§ **INFORMATION**
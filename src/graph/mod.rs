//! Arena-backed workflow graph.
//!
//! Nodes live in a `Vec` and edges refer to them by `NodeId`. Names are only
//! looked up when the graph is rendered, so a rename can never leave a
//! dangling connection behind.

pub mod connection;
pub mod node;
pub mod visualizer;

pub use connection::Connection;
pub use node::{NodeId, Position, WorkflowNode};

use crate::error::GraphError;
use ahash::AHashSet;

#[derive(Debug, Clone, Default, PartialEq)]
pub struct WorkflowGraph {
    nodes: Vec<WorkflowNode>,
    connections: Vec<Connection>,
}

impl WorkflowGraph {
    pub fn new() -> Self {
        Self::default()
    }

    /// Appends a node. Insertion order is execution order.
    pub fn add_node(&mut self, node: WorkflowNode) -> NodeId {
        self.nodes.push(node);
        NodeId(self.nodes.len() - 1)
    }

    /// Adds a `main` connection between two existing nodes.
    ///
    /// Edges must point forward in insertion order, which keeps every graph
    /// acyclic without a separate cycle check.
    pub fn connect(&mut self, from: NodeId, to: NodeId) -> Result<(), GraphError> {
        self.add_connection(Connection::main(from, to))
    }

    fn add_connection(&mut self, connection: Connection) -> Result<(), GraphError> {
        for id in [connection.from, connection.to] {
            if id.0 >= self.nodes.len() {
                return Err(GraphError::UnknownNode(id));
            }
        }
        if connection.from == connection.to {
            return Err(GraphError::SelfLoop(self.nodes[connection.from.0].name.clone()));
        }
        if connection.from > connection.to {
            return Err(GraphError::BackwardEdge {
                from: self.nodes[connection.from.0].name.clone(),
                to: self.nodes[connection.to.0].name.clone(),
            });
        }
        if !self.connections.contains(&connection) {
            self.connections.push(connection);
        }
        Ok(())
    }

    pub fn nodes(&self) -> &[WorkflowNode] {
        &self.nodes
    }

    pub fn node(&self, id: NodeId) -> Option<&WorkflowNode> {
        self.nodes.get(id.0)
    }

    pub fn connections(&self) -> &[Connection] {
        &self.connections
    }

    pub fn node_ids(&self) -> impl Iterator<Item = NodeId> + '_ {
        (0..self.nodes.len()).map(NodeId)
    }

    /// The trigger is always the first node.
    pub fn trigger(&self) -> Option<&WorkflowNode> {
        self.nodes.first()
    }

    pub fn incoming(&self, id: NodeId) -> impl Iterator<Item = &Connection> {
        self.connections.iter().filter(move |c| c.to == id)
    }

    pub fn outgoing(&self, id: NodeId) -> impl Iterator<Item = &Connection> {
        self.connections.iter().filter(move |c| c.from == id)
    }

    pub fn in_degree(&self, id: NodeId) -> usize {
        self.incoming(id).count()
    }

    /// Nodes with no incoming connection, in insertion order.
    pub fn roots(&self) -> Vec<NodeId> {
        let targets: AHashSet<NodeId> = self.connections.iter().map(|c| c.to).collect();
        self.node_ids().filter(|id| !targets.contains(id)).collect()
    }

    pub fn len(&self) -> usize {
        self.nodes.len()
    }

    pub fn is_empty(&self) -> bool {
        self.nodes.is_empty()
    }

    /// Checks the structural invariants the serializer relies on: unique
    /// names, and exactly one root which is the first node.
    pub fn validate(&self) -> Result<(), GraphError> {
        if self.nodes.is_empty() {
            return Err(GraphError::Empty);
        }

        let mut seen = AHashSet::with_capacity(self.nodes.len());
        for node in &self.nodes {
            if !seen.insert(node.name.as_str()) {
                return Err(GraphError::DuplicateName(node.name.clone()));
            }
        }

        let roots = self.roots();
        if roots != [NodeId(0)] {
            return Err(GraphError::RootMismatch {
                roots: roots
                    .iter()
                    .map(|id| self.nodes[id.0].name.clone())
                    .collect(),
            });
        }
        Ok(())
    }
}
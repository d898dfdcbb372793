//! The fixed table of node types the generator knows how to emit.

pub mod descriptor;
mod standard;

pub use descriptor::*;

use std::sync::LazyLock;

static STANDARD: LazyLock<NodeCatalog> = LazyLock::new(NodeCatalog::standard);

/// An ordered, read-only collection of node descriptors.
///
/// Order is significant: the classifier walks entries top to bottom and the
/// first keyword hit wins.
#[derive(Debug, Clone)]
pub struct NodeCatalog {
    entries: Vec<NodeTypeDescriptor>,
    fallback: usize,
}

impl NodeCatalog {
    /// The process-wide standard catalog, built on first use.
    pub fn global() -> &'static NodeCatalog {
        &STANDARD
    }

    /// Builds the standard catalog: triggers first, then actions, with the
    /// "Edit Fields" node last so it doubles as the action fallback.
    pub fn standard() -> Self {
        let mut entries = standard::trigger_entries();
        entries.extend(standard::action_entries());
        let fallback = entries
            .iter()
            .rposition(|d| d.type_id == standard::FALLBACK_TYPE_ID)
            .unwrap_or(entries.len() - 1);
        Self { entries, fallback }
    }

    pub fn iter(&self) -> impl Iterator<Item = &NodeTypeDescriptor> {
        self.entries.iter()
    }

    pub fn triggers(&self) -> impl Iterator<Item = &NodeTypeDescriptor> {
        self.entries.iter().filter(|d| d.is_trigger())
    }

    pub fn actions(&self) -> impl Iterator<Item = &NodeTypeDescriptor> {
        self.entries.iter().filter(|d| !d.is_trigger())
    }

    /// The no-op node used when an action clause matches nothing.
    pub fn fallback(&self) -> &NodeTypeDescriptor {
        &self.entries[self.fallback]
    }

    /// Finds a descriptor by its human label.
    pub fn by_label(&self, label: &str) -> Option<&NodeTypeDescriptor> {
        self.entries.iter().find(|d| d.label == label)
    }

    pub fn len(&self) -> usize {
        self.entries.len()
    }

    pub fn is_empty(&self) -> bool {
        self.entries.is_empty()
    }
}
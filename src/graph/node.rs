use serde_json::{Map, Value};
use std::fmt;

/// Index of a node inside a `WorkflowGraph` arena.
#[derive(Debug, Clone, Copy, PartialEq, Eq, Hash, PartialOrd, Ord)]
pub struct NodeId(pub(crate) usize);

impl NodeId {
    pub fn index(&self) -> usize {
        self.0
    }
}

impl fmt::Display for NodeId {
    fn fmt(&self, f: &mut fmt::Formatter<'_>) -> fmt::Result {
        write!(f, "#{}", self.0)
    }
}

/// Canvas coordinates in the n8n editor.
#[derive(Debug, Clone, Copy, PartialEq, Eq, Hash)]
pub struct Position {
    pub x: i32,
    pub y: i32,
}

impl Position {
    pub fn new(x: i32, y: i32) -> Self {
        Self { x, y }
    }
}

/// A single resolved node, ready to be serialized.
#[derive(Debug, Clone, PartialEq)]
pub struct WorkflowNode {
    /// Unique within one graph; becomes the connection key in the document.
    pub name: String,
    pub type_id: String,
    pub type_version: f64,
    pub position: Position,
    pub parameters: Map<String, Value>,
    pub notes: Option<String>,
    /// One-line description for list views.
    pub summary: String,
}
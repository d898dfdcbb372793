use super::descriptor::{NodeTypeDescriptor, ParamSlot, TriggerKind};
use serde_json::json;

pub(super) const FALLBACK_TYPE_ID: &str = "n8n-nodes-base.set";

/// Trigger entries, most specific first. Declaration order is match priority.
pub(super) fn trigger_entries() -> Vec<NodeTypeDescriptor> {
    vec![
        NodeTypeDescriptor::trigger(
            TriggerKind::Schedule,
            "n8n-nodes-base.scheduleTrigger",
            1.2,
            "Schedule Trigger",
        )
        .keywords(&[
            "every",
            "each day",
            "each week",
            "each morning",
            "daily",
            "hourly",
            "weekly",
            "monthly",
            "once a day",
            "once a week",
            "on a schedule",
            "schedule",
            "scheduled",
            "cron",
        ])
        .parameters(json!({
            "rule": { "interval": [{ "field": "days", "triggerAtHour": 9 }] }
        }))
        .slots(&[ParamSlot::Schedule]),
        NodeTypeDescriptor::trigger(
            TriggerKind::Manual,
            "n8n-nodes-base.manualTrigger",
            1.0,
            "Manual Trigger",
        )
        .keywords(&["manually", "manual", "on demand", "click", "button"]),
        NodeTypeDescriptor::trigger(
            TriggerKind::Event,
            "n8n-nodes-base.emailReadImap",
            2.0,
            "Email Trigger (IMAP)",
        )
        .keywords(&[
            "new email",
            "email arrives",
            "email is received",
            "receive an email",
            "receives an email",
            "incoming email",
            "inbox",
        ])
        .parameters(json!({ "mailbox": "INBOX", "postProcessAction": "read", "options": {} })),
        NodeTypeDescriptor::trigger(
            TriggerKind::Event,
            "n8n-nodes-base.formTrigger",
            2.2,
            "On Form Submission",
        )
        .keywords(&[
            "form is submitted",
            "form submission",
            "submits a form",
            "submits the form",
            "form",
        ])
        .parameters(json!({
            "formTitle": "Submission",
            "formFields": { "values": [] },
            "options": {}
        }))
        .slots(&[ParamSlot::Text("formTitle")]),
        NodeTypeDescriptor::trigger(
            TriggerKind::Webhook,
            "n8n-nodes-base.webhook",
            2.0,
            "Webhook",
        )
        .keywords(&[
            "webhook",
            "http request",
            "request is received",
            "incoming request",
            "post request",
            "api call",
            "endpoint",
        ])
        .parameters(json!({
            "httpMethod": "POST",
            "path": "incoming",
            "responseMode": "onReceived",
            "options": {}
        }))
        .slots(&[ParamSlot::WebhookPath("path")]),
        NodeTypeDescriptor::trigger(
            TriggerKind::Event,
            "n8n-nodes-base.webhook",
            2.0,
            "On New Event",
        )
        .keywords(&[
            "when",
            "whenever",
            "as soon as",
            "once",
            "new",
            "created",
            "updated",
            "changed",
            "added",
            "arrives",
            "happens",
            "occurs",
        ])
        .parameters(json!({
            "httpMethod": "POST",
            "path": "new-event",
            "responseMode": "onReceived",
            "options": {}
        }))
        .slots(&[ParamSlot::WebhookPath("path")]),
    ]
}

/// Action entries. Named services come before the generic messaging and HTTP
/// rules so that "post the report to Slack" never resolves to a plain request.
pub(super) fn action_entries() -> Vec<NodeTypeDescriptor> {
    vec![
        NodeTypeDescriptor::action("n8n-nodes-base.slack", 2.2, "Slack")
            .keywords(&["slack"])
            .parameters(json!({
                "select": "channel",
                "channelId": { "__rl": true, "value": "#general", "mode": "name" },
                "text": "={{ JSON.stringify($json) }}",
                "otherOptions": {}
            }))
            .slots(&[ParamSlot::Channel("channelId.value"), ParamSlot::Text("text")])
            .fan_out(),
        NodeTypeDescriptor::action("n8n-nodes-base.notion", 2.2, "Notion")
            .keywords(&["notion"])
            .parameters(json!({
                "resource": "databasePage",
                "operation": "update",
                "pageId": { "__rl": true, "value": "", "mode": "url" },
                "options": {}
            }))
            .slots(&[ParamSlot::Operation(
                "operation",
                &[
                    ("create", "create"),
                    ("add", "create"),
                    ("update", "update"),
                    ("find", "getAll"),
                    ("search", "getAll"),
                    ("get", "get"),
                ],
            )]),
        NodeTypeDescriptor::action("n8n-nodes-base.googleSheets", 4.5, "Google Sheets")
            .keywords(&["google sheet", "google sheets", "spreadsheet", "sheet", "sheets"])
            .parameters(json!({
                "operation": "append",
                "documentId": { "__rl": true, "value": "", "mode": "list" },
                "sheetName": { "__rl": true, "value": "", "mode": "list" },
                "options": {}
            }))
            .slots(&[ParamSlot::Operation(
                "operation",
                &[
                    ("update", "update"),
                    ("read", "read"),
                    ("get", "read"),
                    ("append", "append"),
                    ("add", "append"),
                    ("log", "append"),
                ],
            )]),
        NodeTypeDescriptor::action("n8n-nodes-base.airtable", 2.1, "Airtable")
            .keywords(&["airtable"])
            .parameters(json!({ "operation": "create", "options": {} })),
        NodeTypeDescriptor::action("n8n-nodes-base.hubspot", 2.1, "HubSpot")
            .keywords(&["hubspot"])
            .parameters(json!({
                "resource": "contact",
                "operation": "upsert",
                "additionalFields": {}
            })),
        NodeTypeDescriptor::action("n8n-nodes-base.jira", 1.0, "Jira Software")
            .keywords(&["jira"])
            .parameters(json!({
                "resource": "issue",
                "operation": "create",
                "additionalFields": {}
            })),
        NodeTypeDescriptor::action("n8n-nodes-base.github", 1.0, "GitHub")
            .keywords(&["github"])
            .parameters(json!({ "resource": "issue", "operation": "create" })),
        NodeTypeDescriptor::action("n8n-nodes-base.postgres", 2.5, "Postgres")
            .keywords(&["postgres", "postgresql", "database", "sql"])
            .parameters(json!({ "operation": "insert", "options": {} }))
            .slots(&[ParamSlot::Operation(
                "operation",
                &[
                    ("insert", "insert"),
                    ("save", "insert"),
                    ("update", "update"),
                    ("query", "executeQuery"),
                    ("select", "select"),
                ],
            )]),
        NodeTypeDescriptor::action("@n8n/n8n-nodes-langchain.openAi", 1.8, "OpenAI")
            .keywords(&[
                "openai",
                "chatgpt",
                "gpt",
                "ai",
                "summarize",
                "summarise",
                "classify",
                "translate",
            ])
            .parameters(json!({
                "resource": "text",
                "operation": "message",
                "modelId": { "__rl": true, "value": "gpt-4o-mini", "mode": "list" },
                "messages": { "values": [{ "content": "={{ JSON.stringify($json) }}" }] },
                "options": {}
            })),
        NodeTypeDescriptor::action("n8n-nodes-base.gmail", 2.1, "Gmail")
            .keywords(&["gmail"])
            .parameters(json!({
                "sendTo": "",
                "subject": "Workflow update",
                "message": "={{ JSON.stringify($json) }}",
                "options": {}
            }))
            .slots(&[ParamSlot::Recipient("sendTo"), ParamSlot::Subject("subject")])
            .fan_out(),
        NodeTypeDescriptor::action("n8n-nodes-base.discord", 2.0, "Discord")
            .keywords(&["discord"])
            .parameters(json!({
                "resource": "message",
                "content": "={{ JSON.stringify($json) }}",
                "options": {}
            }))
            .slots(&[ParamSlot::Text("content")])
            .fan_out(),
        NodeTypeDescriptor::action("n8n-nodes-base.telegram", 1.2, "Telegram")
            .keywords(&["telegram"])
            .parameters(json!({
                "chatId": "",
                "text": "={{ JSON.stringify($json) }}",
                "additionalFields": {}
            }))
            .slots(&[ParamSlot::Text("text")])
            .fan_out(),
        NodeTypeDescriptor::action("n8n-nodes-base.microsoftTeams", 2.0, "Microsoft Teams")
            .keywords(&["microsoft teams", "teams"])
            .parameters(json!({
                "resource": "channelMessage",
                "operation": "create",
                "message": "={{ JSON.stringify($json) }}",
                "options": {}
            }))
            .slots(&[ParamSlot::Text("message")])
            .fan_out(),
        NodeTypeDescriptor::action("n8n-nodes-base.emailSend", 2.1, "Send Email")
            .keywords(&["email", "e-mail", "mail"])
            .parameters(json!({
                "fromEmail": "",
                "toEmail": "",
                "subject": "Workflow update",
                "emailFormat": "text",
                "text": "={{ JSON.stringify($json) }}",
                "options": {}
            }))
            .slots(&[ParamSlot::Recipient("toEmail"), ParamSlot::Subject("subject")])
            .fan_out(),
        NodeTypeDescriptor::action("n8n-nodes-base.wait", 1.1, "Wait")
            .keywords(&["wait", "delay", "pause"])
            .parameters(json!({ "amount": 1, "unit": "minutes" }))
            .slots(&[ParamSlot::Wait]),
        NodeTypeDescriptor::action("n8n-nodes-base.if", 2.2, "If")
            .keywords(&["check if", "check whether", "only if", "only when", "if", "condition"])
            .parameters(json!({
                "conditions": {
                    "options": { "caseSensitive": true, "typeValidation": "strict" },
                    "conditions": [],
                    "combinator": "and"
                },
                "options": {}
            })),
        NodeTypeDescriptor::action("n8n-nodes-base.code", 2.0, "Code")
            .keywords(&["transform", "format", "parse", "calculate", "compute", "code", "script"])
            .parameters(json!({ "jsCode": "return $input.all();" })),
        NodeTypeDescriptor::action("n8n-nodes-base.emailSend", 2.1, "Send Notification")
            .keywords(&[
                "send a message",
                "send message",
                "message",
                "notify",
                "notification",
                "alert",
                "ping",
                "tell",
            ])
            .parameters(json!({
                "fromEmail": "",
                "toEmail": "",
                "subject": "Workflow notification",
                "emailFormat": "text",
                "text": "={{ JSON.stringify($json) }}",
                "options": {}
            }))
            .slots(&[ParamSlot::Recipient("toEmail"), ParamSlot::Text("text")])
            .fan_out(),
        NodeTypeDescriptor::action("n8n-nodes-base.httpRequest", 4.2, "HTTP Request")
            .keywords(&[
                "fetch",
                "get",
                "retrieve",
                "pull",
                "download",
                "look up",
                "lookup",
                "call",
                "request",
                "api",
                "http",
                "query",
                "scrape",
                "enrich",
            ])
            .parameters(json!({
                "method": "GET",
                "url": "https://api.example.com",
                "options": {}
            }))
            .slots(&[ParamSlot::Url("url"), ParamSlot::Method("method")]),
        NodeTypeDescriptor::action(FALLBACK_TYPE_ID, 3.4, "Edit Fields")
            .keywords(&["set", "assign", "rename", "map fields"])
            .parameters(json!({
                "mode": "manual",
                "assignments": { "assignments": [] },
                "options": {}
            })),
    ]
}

§ **WHAT YOU NEED TO DO**
Run a filter over the data above and keep each line that contains the word "return".

§ **ANSWER SECTION**
                return Err(GraphError::UnknownNode(id));
            return Err(GraphError::SelfLoop(self.nodes[connection.from.0].name.clone()));
            return Err(GraphError::BackwardEdge {
            return Err(GraphError::Empty);
                return Err(GraphError::DuplicateName(node.name.clone()));
            return Err(GraphError::RootMismatch {
            .parameters(json!({ "jsCode": "return $input.all();" })),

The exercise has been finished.